[Records drawn from a dataset]:
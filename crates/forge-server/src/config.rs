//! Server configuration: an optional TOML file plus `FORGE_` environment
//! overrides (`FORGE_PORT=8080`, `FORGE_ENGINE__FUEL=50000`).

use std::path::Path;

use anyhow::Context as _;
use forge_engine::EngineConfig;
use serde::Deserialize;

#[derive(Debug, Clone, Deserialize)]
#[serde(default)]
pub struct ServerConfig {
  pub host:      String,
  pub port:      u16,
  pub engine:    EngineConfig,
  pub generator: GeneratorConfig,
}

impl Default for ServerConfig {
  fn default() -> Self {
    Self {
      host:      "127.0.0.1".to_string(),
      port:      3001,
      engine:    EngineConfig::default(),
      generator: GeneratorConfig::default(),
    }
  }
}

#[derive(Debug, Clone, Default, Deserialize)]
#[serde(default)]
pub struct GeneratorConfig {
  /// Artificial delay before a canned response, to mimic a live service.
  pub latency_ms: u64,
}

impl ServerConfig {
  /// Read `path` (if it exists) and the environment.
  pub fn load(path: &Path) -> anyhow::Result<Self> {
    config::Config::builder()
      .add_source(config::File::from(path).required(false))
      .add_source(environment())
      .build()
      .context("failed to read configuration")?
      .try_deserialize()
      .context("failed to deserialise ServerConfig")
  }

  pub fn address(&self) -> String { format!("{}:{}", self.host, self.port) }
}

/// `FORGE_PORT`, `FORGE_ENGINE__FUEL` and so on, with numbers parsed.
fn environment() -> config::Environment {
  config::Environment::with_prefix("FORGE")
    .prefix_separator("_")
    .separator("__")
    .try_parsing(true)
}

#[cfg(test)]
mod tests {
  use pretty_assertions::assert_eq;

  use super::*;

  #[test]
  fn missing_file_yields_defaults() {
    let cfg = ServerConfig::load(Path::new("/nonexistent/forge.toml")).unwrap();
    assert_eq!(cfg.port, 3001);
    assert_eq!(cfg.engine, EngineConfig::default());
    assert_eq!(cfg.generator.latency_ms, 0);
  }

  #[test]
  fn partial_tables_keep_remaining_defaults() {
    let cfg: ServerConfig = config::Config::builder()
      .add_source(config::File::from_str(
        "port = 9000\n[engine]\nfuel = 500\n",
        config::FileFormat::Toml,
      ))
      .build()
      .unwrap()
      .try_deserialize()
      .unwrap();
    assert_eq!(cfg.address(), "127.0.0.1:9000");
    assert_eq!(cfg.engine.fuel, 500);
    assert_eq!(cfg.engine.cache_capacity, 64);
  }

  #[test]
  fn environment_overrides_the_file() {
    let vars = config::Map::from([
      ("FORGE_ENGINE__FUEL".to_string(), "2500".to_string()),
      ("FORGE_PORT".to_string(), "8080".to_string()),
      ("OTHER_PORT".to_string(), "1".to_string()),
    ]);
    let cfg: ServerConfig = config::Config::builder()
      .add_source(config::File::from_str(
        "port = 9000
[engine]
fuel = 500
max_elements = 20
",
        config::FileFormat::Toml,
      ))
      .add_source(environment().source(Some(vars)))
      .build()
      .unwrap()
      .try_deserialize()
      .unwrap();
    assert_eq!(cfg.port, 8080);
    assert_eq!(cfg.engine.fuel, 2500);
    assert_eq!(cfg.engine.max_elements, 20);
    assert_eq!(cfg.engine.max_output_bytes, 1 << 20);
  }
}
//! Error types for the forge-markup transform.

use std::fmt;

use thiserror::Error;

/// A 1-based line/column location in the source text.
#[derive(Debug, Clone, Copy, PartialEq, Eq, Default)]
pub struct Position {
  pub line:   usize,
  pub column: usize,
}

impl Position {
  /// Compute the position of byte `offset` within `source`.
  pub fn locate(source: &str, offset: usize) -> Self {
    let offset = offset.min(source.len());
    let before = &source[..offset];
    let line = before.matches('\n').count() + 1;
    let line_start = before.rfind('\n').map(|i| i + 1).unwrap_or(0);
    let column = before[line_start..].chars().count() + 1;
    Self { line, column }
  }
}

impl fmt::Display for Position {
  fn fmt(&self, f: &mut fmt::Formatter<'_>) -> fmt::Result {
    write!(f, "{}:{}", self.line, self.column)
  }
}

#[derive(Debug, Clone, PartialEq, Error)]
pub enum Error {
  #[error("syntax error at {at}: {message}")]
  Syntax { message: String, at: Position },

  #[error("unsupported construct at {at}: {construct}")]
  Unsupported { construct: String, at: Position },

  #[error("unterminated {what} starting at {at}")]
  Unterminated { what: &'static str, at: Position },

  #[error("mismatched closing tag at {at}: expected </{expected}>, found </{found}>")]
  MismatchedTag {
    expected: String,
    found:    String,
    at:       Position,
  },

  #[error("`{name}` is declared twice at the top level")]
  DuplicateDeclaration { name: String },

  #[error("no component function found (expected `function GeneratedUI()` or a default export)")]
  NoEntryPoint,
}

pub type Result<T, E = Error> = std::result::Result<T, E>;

--

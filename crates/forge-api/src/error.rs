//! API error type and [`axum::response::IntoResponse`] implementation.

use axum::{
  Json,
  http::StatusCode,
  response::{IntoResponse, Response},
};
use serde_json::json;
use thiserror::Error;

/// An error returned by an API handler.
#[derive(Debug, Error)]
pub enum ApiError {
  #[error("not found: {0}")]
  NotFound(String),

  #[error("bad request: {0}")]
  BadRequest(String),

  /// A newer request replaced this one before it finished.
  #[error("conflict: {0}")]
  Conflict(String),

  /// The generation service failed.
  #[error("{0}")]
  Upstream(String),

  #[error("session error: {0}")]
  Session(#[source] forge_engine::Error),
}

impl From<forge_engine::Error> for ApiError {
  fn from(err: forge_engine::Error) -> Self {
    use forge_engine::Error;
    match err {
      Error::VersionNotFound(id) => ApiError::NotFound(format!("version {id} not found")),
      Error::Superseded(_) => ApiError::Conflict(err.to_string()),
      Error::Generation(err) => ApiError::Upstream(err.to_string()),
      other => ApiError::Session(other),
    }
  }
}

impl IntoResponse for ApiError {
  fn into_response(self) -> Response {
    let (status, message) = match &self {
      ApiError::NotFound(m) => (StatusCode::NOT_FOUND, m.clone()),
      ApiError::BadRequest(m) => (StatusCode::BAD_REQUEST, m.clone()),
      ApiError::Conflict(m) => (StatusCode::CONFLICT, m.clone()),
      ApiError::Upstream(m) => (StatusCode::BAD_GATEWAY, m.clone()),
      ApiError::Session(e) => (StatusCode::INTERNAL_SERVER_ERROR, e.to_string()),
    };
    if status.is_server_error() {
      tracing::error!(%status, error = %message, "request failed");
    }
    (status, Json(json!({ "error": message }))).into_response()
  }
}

[TRY IT]:
Report each line of the data that includes the string "crates".

[YOUR SOLUTION]:
filename crates/forge-server/src/config.rs
filename crates/forge-api/src/error.rs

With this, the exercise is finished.